Stored items:

-------------------------

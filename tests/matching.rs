//! Tests for matching module

use tollmatch::matching::*;
use tollmatch::{GeoPoint, MatchConfig, TollPlaza};

const BANGALORE: GeoPoint = GeoPoint {
    latitude: 12.9716,
    longitude: 77.5946,
};
const PUNE: GeoPoint = GeoPoint {
    latitude: 18.5204,
    longitude: 73.8567,
};
const KHARGHAR: GeoPoint = GeoPoint {
    latitude: 19.0544,
    longitude: 73.0362,
};
const ALIBAG: GeoPoint = GeoPoint {
    latitude: 18.9271,
    longitude: 72.8294,
};

fn midpoint(a: &GeoPoint, b: &GeoPoint) -> GeoPoint {
    GeoPoint::new(
        (a.latitude + b.latitude) / 2.0,
        (a.longitude + b.longitude) / 2.0,
    )
}

// ========================================================================
// Coarse mode
// ========================================================================

#[test]
fn test_bounding_box_invariant_holds_for_any_input_order() {
    let config = MatchConfig::default();
    for (a, b) in [(&KHARGHAR, &ALIBAG), (&ALIBAG, &KHARGHAR)] {
        let bbox = route_bounding_box(a, b, &config);
        assert!(bbox.min_lat <= bbox.max_lat);
        assert!(bbox.min_lng <= bbox.max_lng);
    }
}

#[test]
fn test_bounding_box_includes_buffer() {
    let config = MatchConfig::default();
    let bbox = route_bounding_box(&KHARGHAR, &ALIBAG, &config);

    assert!(bbox.min_lat <= ALIBAG.latitude - 1.0);
    assert!(bbox.max_lat >= KHARGHAR.latitude + 1.0);
    assert!(bbox.min_lng <= ALIBAG.longitude - 1.0);
    assert!(bbox.max_lng >= KHARGHAR.longitude + 1.0);
}

#[test]
fn test_chord_accepts_midpoint() {
    let mid = midpoint(&KHARGHAR, &ALIBAG);
    assert!(is_near_chord(&KHARGHAR, &ALIBAG, &mid, &MatchConfig::default()));
}

#[test]
fn test_chord_rejects_far_point() {
    // Bangalore is hundreds of km off the Kharghar-Alibag axis.
    assert!(!is_near_chord(
        &KHARGHAR,
        &ALIBAG,
        &BANGALORE,
        &MatchConfig::default()
    ));
}

#[test]
fn test_coarse_match_reports_distance_from_source() {
    let mid = midpoint(&KHARGHAR, &ALIBAG);
    let plazas = vec![
        TollPlaza::new("Mid Plaza", mid.latitude, mid.longitude),
        TollPlaza::new("Bangalore Plaza", BANGALORE.latitude, BANGALORE.longitude),
    ];

    let matches =
        match_candidates_coarse(&KHARGHAR, &ALIBAG, &plazas, &MatchConfig::default());

    assert_eq!(matches.len(), 1);
    assert_eq!(matches[0].name, "Mid Plaza");
    // Straight-line distance from the source endpoint, about half the chord.
    assert!(matches[0].distance_from_start_km > 10.0);
    assert!(matches[0].distance_from_start_km < 16.0);
}

#[test]
fn test_coarse_match_sorts_by_distance() {
    let near = GeoPoint::new(19.02, 72.99);
    let mid = midpoint(&KHARGHAR, &ALIBAG);
    let plazas = vec![
        TollPlaza::new("Far", mid.latitude, mid.longitude),
        TollPlaza::new("Near", near.latitude, near.longitude),
    ];

    let matches =
        match_candidates_coarse(&KHARGHAR, &ALIBAG, &plazas, &MatchConfig::default());

    assert_eq!(matches.len(), 2);
    assert_eq!(matches[0].name, "Near");
    assert_eq!(matches[1].name, "Far");
    assert!(matches[0].distance_from_start_km <= matches[1].distance_from_start_km);
}

// ========================================================================
// Precise mode
// ========================================================================

#[test]
fn test_point_on_segment_interior_has_near_zero_distance() {
    let route = [KHARGHAR, ALIBAG];
    let mid = midpoint(&KHARGHAR, &ALIBAG);
    assert!(distance_to_route(&route, &mid) < 0.1);
}

#[test]
fn test_empty_route_matches_nothing() {
    let route: [GeoPoint; 0] = [];
    assert_eq!(distance_to_route(&route, &KHARGHAR), f64::INFINITY);
    assert!(!is_near_route(&route, &KHARGHAR, 5.0));
    assert_eq!(distance_from_start(&route, &KHARGHAR, 5.0), None);
}

#[test]
fn test_single_point_route_degenerates_to_direct_check() {
    let route = [KHARGHAR];

    // The identical point reports matched at the route start.
    assert!(is_near_route(&route, &KHARGHAR, 5.0));
    assert_eq!(distance_from_start(&route, &KHARGHAR, 5.0), Some(0.0));

    // A distant point stays unmatched.
    assert!(!is_near_route(&route, &BANGALORE, 5.0));
    assert_eq!(distance_from_start(&route, &BANGALORE, 5.0), None);
}

#[test]
fn test_distance_from_start_increases_along_route() {
    let mid = midpoint(&BANGALORE, &PUNE);
    let route = [BANGALORE, mid, PUNE];

    // Points 10% into the first segment and 90% into the second.
    let near_start = GeoPoint::new(
        BANGALORE.latitude + 0.1 * (mid.latitude - BANGALORE.latitude),
        BANGALORE.longitude + 0.1 * (mid.longitude - BANGALORE.longitude),
    );
    let near_end = GeoPoint::new(
        mid.latitude + 0.9 * (PUNE.latitude - mid.latitude),
        mid.longitude + 0.9 * (PUNE.longitude - mid.longitude),
    );

    let start_dist = distance_from_start(&route, &near_start, 5.0).unwrap();
    let end_dist = distance_from_start(&route, &near_end, 5.0).unwrap();

    assert!(end_dist > start_dist, "{end_dist} <= {start_dist}");
}

#[test]
fn test_end_to_end_kharghar_alibag_candidate() {
    let route = [KHARGHAR, ALIBAG];
    let candidate = GeoPoint::new(19.00, 73.00);

    assert!(is_near_route(&route, &candidate, 5.0));

    let along = distance_from_start(&route, &candidate, 5.0).unwrap();
    let total = tollmatch::geo_utils::polyline_length(&route);
    assert!(along > 0.0 && along < total, "got {along}, total {total}");
    // The candidate projects a handful of km down the segment.
    assert!(along > 4.0 && along < 9.0, "got {along}");
}

#[test]
fn test_match_candidates_filters_and_sorts() {
    let route = [KHARGHAR, ALIBAG];
    let plazas = vec![
        TollPlaza::new("Near End", 18.94, 72.85),
        TollPlaza::new("Near Start", 19.05, 73.03),
        TollPlaza::new("Off Route", BANGALORE.latitude, BANGALORE.longitude),
        TollPlaza::new("Interior", 19.00, 73.00),
    ];

    let matches = match_candidates(&route, &plazas, &MatchConfig::default());

    let names: Vec<&str> = matches.iter().map(|m| m.name.as_str()).collect();
    assert_eq!(names, ["Near Start", "Interior", "Near End"]);
    assert!(matches
        .windows(2)
        .all(|w| w[0].distance_from_start_km <= w[1].distance_from_start_km));
}

#[test]
fn test_match_candidates_deduplicates_exact_duplicates() {
    let route = [KHARGHAR, ALIBAG];
    let plazas = vec![
        TollPlaza::new("Interior", 19.00, 73.00),
        TollPlaza::new("Interior", 19.00, 73.00),
    ];

    let matches = match_candidates(&route, &plazas, &MatchConfig::default());
    assert_eq!(matches.len(), 1);
}

#[test]
fn test_custom_tolerance_widens_the_corridor() {
    let route = [KHARGHAR, ALIBAG];
    // ~11 km off the segment.
    let offside = GeoPoint::new(19.05, 72.83);

    assert!(!is_near_route(&route, &offside, 5.0));
    assert!(is_near_route(&route, &offside, 20.0));
}

#[cfg(feature = "parallel")]
#[test]
fn test_parallel_matches_serial() {
    let route = [BANGALORE, midpoint(&BANGALORE, &PUNE), PUNE];
    let plazas: Vec<TollPlaza> = (0..50)
        .map(|i| {
            let f = i as f64 / 50.0;
            TollPlaza::new(
                &format!("Plaza {i}"),
                BANGALORE.latitude + f * (PUNE.latitude - BANGALORE.latitude),
                BANGALORE.longitude + f * (PUNE.longitude - BANGALORE.longitude),
            )
        })
        .collect();

    let config = MatchConfig::default();
    let serial = match_candidates(&route, &plazas, &config);
    let parallel = match_candidates_parallel(&route, &plazas, &config);
    assert_eq!(serial, parallel);

    let serial_coarse = match_candidates_coarse(&BANGALORE, &PUNE, &plazas, &config);
    let parallel_coarse =
        match_candidates_coarse_parallel(&BANGALORE, &PUNE, &plazas, &config);
    assert_eq!(serial_coarse, parallel_coarse);
}

// ========================================================================
// Route simplification
// ========================================================================

#[test]
fn test_simplify_route_drops_collinear_points() {
    // Densely sampled straight line collapses towards its endpoints.
    let points: Vec<GeoPoint> = (0..100)
        .map(|i| {
            let f = i as f64 / 99.0;
            GeoPoint::new(19.0 + f * 0.5, 73.0 + f * 0.5)
        })
        .collect();

    let simplified = simplify_route(&points, &MatchConfig::default());
    assert!(simplified.len() < points.len());
    assert!(simplified.len() >= 2);
}

#[test]
fn test_simplify_route_short_input_passthrough() {
    let points = vec![KHARGHAR, ALIBAG];
    assert_eq!(simplify_route(&points, &MatchConfig::default()), points);
}

#[test]
fn test_simplify_route_respects_point_cap() {
    let mut config = MatchConfig::default();
    config.simplification_tolerance_deg = 0.0;
    config.max_route_points = 50;

    let points: Vec<GeoPoint> = (0..500)
        .map(|i| {
            let f = i as f64 / 499.0;
            // Zig-zag so Douglas-Peucker cannot collapse it.
            let wiggle = if i % 2 == 0 { 0.01 } else { -0.01 };
            GeoPoint::new(19.0 + f * 2.0 + wiggle, 73.0 + f * 2.0)
        })
        .collect();

    let simplified = simplify_route(&points, &config);
    assert!(simplified.len() <= 50);
}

-------------------------

• [What is required]:
Scan the records for the string "offside" and report each line where it occurs.

• [Exercise solution]:
    let offside = GeoPoint::new(19.05, 72.83);
    assert!(!is_near_route(&route, &offside, 5.0));
    assert!(is_near_route(&route, &offside, 20.0));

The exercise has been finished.